| Required action |
Using the data below, determine the number of lines that include the string "answers". Write only that number.

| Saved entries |
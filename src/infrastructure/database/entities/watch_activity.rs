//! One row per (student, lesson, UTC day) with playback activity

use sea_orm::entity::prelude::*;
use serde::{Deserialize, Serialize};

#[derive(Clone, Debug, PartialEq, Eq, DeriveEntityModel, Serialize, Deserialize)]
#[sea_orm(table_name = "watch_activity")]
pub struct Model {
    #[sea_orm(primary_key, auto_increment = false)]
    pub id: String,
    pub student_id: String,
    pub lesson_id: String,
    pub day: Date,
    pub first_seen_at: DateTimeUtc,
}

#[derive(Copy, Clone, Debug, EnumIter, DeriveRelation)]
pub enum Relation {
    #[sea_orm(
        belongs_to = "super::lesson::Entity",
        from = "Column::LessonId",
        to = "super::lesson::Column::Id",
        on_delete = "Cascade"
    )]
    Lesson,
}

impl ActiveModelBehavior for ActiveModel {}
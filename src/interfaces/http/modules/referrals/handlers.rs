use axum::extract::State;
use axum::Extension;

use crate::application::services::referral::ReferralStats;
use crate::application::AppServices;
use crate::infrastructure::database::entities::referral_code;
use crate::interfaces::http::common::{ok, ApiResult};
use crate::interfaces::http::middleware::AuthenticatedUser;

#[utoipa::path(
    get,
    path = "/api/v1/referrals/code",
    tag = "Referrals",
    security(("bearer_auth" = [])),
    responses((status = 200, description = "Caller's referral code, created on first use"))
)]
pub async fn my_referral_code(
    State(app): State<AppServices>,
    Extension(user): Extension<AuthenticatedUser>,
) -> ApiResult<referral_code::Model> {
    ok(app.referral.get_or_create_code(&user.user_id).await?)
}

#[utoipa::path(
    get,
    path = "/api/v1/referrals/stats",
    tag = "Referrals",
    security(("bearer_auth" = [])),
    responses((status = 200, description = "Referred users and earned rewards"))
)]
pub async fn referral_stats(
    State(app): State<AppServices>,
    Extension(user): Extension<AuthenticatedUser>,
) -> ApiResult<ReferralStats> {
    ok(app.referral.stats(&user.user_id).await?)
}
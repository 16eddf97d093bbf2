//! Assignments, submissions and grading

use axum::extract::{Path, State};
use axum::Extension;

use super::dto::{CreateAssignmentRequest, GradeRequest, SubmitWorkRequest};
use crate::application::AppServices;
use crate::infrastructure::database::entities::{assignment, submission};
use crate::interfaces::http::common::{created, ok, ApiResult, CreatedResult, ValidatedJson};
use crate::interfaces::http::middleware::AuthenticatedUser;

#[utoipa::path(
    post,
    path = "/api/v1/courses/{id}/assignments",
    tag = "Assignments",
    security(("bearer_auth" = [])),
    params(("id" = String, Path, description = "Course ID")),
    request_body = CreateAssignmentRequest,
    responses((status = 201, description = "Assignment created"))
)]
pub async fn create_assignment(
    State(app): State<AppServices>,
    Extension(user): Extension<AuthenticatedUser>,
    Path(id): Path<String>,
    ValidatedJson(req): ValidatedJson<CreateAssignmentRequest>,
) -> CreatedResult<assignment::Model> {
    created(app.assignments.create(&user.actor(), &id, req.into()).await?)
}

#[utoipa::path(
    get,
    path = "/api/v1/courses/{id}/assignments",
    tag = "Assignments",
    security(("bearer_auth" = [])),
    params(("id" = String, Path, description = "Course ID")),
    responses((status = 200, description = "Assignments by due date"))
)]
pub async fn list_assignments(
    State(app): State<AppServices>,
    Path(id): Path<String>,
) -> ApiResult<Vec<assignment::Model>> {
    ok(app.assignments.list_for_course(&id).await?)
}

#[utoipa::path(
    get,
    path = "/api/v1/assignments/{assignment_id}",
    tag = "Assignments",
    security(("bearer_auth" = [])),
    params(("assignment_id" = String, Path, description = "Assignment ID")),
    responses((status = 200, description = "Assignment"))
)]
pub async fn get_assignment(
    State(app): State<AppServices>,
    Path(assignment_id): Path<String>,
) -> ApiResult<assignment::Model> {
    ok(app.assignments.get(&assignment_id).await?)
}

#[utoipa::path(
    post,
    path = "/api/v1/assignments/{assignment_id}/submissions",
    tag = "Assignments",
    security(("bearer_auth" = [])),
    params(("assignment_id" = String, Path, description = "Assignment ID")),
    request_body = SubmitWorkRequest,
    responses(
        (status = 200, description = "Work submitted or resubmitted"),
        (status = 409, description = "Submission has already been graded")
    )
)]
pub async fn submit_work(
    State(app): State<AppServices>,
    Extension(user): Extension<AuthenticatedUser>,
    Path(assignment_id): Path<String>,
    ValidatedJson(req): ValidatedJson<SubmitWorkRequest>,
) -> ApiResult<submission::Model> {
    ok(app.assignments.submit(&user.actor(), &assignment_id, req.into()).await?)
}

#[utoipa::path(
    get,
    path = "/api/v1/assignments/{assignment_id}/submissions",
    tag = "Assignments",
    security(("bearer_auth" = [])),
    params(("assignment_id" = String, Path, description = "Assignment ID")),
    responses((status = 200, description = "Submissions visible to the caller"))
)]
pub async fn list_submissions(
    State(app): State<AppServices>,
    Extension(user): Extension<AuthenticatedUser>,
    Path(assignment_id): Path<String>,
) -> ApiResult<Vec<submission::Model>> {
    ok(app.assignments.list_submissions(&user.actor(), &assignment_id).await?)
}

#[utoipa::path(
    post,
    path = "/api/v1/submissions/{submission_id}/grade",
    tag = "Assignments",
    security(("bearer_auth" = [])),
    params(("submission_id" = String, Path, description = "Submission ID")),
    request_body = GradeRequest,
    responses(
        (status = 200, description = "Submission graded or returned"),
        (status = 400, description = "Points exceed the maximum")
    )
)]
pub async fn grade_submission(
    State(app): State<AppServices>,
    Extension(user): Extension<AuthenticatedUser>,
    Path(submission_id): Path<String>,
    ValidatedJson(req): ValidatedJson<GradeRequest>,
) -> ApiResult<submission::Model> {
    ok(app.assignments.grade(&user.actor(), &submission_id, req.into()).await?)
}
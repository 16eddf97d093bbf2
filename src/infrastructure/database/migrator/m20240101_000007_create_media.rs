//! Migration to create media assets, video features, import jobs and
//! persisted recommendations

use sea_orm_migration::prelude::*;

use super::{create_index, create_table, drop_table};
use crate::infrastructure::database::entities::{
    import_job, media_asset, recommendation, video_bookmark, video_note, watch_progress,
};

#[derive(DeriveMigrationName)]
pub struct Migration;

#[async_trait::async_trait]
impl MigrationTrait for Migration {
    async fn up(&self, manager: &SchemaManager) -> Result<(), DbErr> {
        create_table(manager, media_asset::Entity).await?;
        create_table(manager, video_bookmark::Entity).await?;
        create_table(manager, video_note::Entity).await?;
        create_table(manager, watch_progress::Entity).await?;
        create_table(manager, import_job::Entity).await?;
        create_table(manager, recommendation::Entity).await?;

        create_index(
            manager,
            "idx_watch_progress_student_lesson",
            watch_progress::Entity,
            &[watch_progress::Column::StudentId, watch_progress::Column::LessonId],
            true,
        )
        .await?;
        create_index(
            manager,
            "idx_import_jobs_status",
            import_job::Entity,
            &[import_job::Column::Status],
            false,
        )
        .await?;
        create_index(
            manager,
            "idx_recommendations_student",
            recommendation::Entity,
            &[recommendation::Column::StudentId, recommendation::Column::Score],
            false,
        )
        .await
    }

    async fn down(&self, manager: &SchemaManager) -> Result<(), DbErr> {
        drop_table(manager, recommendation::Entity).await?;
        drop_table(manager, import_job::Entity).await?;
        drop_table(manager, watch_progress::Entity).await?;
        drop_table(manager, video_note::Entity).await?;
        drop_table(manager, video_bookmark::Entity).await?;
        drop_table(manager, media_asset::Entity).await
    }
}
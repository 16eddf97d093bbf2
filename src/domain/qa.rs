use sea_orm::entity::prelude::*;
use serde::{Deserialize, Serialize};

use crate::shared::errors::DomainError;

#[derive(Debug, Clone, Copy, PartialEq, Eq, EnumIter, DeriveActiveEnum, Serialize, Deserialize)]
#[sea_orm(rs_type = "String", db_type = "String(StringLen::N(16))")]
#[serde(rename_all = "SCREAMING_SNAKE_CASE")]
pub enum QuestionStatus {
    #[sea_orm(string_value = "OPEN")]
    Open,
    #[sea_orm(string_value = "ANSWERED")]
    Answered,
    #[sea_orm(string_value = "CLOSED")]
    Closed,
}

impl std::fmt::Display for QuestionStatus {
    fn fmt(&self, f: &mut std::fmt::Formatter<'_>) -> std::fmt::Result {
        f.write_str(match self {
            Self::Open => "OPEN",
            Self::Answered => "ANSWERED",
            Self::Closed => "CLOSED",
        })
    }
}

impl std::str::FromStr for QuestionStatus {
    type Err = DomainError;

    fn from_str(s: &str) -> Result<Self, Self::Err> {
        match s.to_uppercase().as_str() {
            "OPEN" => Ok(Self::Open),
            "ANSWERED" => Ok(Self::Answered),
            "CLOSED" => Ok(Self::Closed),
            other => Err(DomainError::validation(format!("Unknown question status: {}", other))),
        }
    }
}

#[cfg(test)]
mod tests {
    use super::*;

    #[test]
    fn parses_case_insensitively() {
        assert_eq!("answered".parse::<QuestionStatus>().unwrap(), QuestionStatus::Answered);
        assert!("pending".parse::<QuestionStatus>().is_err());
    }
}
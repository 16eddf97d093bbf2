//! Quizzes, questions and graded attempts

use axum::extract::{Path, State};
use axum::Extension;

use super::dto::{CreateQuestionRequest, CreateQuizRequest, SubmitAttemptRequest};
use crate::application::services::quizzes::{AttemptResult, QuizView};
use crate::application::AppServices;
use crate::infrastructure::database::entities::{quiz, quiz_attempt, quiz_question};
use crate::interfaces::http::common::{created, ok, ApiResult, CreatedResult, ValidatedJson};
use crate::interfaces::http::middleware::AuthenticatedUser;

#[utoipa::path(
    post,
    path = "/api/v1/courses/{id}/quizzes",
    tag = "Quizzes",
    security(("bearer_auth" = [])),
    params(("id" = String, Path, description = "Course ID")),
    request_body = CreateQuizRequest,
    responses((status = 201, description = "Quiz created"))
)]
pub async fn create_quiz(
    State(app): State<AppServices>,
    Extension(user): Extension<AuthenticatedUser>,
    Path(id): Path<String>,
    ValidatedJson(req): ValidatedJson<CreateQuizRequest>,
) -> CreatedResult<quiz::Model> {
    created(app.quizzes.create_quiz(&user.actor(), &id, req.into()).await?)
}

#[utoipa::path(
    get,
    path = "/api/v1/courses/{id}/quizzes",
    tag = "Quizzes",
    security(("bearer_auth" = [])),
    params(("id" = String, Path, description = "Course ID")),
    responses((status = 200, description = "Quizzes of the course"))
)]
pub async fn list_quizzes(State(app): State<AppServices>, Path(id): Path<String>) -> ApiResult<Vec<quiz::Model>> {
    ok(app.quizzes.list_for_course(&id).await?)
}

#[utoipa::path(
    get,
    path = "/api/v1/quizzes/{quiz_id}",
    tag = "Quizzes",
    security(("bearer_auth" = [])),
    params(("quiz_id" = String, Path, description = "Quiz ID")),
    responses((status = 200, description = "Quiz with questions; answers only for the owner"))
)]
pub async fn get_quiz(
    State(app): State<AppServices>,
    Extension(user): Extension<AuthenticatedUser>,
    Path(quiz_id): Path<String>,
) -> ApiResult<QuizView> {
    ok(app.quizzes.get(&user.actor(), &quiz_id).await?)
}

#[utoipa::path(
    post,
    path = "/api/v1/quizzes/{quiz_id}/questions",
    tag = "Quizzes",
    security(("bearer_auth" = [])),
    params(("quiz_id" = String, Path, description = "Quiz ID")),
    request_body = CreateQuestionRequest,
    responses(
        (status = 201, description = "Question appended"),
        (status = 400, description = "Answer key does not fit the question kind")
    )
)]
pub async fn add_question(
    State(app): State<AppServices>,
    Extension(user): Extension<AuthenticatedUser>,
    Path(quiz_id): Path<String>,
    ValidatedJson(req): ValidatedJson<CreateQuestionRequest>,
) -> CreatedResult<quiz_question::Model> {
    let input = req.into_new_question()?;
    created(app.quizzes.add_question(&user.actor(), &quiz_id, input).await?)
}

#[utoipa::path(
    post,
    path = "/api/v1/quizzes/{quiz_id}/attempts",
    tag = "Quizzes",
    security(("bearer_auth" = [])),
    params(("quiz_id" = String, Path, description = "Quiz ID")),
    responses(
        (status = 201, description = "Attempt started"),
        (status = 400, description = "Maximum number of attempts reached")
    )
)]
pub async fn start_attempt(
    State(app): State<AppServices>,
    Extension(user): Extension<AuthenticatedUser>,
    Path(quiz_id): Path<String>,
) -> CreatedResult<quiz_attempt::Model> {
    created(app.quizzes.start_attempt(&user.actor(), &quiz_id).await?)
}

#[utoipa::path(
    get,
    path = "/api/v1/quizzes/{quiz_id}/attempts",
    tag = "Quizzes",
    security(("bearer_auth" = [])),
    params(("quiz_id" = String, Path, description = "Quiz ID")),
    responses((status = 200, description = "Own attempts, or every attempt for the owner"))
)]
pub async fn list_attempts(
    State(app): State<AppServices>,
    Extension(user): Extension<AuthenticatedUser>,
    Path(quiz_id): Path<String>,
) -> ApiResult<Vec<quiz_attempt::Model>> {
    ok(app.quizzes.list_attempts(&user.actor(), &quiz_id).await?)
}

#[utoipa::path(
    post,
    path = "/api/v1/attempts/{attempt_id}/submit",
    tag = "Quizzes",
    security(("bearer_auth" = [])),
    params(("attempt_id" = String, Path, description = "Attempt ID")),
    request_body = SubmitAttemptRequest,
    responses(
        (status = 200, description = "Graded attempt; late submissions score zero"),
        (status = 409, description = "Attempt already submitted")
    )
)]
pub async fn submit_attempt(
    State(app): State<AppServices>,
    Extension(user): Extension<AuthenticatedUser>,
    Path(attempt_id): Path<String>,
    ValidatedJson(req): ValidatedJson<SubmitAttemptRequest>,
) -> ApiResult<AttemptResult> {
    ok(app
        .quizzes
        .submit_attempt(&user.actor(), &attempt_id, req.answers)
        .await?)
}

| Result of this task |
2